Отдельная категория покупателей - лица азиатского происхождения, имеющие соответствующую внешность. Неважно, что это уже второе или третье поколение тех, кто в свое время приехал в США из Вьетнама, Японии или того же Китая – на волне усиленно «раскручиваемой» Вашингтоном ксенофобии и нелепых обвинений, вроде «китайского вируса», эти люди вполне обоснованно опасаются за свою жизнь, побаиваясь, что «в случае чего» первыми объектами погромов станут именно их дома. Покорно играть роль жертвенных «козлов отпущения» многие из них совершенно не собираются.
У «коронавирусного вооружения» есть еще несколько характерных особенностей. К примеру, то, что на сей раз к прилавкам магазинов соответствующего профиля массово потянулись те, кто ранее и в мыслях не держал иметь дома оружие. Многие такие покупатели вызывают у отпускающих им смертоносный товар специалистов серьезные опасения насчет того, для кого именно будет представлять опасность оружие в их неумелых руках. Другая деталь – впервые в истории США граждане чуть ли не поголовно кинулись пополнять и создавать «домашние арсеналы» в связи со вспышкой болезни. Раньше нечто подобное происходило чаще всего после выступления очередного президента, заявлявшего о намерениях ужесточить правила владения оружием или какого-нибудь массового «расстрела» вроде трагедии в школе Сэнди-Хук.

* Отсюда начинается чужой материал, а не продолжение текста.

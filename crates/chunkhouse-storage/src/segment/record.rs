//! Chunk record framing.
//!
//! One record carries one chunk payload:
//!
//! ```text
//! ┌────────────────┬──────────┬─────────┬────────────────┐
//! │ Payload length │ Encoding │ Payload │ CRC32C         │
//! │ (uvarint)      │ (1 byte) │         │ (4 bytes, BE)  │
//! └────────────────┴──────────┴─────────┴────────────────┘
//! ```
//!
//! The checksum covers the encoding byte and the payload but not the
//! length varint, so a reference that lands on garbage fails the CRC even
//! when the garbage happens to decode as a plausible length.

use bytes::{BufMut, BytesMut};

use chunkhouse_core::varint::{self, MAX_VARINT_LEN32};

use crate::error::{Error, Result};

/// Bytes of CRC32C trailing every record.
pub const CRC_SIZE: usize = 4;

/// Upper bound on the encoded size of a record carrying `payload_len`
/// bytes of chunk data.
///
/// Reserves the maximum varint width instead of encoding the length, so a
/// running total over a batch stays monotone and cheap. Over-reservation
/// is intentional: the writer's packing decision must not depend on
/// re-encoding.
pub fn max_len(payload_len: usize) -> u64 {
    (MAX_VARINT_LEN32 + 1 + payload_len + CRC_SIZE) as u64
}

/// Append one framed record to `buf`.
pub fn encode(buf: &mut BytesMut, encoding: u8, payload: &[u8]) {
    varint::put_uvarint(buf, payload.len() as u64);

    let body = buf.len();
    buf.put_u8(encoding);
    buf.put_slice(payload);

    let crc = crc32c::crc32c(&buf[body..]);
    buf.put_u32(crc);
}

/// Decode the record starting at `offset` within a segment.
///
/// Returns the encoding byte and the payload, borrowed from `seg`. The
/// payload is only returned once the checksum has been verified.
pub fn decode(seg: &[u8], offset: usize) -> Result<(u8, &[u8])> {
    // The length varint may use up to MAX_VARINT_LEN32 bytes; with the
    // minimum record size this never reads past a valid record's end.
    let len_end = offset as u64 + MAX_VARINT_LEN32 as u64;
    if len_end > seg.len() as u64 {
        return Err(Error::Truncated {
            need: len_end,
            have: seg.len() as u64,
        });
    }

    let (data_len, n) =
        varint::uvarint(&seg[offset..offset + MAX_VARINT_LEN32]).ok_or(Error::BadFraming)?;

    let enc_at = offset + n;
    let data_at = enc_at + 1;
    let data_end = data_at as u64 + data_len;
    let crc_end = data_end + CRC_SIZE as u64;
    if crc_end > seg.len() as u64 {
        return Err(Error::Truncated {
            need: crc_end,
            have: seg.len() as u64,
        });
    }
    let data_end = data_end as usize;

    let computed = crc32c::crc32c(&seg[enc_at..data_end]);
    let stored = u32::from_be_bytes([
        seg[data_end],
        seg[data_end + 1],
        seg[data_end + 2],
        seg[data_end + 3],
    ]);
    if computed != stored {
        return Err(Error::ChecksumMismatch { computed, stored });
    }

    Ok((seg[enc_at], &seg[data_at..data_end]))
}

#[cfg(test)]
mod tests {
    use super::*;

    fn encoded(encoding: u8, payload: &[u8]) -> BytesMut {
        let mut buf = BytesMut::new();
        encode(&mut buf, encoding, payload);
        buf
    }

    // ---------------------------------------------------------------
    // Round-trips
    // ---------------------------------------------------------------

    #[test]
    fn test_roundtrip_small_payload() {
        let buf = encoded(1, b"hello");
        let (enc, payload) = decode(&buf, 0).unwrap();
        assert_eq!(enc, 1);
        assert_eq!(payload, b"hello");
    }

    #[test]
    fn test_roundtrip_empty_payload() {
        let buf = encoded(7, b"");
        assert_eq!(buf.len(), 1 + 1 + CRC_SIZE);
        let (enc, payload) = decode(&buf, 0).unwrap();
        assert_eq!(enc, 7);
        assert!(payload.is_empty());
    }

    #[test]
    fn test_roundtrip_large_payload() {
        let payload: Vec<u8> = (0..200_000).map(|i| (i % 251) as u8).collect();
        let buf = encoded(1, &payload);
        let (_, decoded) = decode(&buf, 0).unwrap();
        assert_eq!(decoded, &payload[..]);
    }

    #[test]
    fn test_roundtrip_at_nonzero_offset() {
        let mut buf = BytesMut::new();
        buf.put_slice(&[0xAA; 13]);
        encode(&mut buf, 2, b"offset record");
        let (enc, payload) = decode(&buf, 13).unwrap();
        assert_eq!(enc, 2);
        assert_eq!(payload, b"offset record");
    }

    #[test]
    fn test_exact_layout_100_byte_payload() {
        // 1-byte varint + encoding + payload + CRC.
        let buf = encoded(1, &[0xCD; 100]);
        assert_eq!(buf.len(), 1 + 1 + 100 + CRC_SIZE);
        assert_eq!(buf[0], 100);
        assert_eq!(buf[1], 1);
    }

    #[test]
    fn test_crc_is_big_endian_castagnoli() {
        let buf = encoded(1, b"abc");
        let expected = crc32c::crc32c(&[&[1u8][..], b"abc"].concat());
        let stored = u32::from_be_bytes([buf[5], buf[6], buf[7], buf[8]]);
        assert_eq!(stored, expected);
    }

    #[test]
    fn test_max_len_dominates_actual() {
        for payload_len in [0usize, 1, 100, 1 << 20] {
            let buf = encoded(1, &vec![0u8; payload_len]);
            assert!(buf.len() as u64 <= max_len(payload_len));
        }
    }

    // ---------------------------------------------------------------
    // Corruption
    // ---------------------------------------------------------------

    #[test]
    fn test_flipped_payload_byte_fails_checksum() {
        let mut buf = encoded(1, b"payload bytes");
        buf[5] ^= 0x01;
        assert!(matches!(
            decode(&buf, 0),
            Err(Error::ChecksumMismatch { .. })
        ));
    }

    #[test]
    fn test_flipped_encoding_byte_fails_checksum() {
        let mut buf = encoded(1, b"payload bytes");
        buf[1] ^= 0x80;
        assert!(matches!(
            decode(&buf, 0),
            Err(Error::ChecksumMismatch { .. })
        ));
    }

    #[test]
    fn test_flipped_crc_byte_fails_checksum() {
        let mut buf = encoded(1, b"payload bytes");
        let last = buf.len() - 1;
        buf[last] ^= 0xFF;
        assert!(matches!(
            decode(&buf, 0),
            Err(Error::ChecksumMismatch { .. })
        ));
    }

    #[test]
    fn test_every_covered_bit_is_detected() {
        let payload = b"bit flip coverage";
        let clean = encoded(1, payload);
        // Flip one bit in every byte from the encoding byte through the CRC.
        for pos in 1..clean.len() {
            let mut corrupt = clean.clone();
            corrupt[pos] ^= 1 << (pos % 8);
            assert!(
                matches!(decode(&corrupt, 0), Err(Error::ChecksumMismatch { .. })),
                "corruption at byte {} went undetected",
                pos
            );
        }
    }

    // ---------------------------------------------------------------
    // Framing failures
    // ---------------------------------------------------------------

    #[test]
    fn test_truncated_before_length_field() {
        // Fewer bytes than the widest possible length varint.
        let buf = [0u8; 3];
        assert!(matches!(decode(&buf, 0), Err(Error::Truncated { .. })));
    }

    #[test]
    fn test_truncated_record_body() {
        let buf = encoded(1, b"some payload");
        let cut = &buf[..buf.len() - 3];
        assert!(matches!(decode(cut, 0), Err(Error::Truncated { .. })));
    }

    #[test]
    fn test_length_claims_more_than_segment() {
        let mut buf = BytesMut::new();
        varint::put_uvarint(&mut buf, 1_000_000);
        buf.put_u8(1);
        buf.put_slice(&[0u8; 64]);
        assert!(matches!(decode(&buf, 0), Err(Error::Truncated { .. })));
    }

    #[test]
    fn test_malformed_varint_is_bad_framing() {
        // Five continuation bytes never terminate a 32-bit length.
        let mut buf = BytesMut::new();
        buf.put_slice(&[0x80; 5]);
        buf.put_slice(&[0u8; 32]);
        assert!(matches!(decode(&buf, 0), Err(Error::BadFraming)));
    }

    #[test]
    fn test_offset_past_end() {
        let buf = encoded(1, b"x");
        assert!(matches!(
            decode(&buf, buf.len() + 10),
            Err(Error::Truncated { .. })
        ));
    }
}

Вместе с пистолетами, винтовками и дробовиками американцы буквально гребут подчистую боеприпасы к ним. В некоторых торговых точках доходит до введения ограничений по отпуску «в одни руки». Продавцы от души потешаются: «Да им столько за всю жизнь не расстрелять!» Как знать… Мы, как люди русские, вспомним гениальные слова великого Чехова по поводу ружья, висящего на стене в первом акте… Пандемия в США рано или поздно пойдет на спад. А вот жесточайший экономический кризис со всеми его «прелестями», похоже, только начинается. И не только в США. Не станет ли он тем «вторым актом», в котором и выпалит ружьё, "висящее над головами"?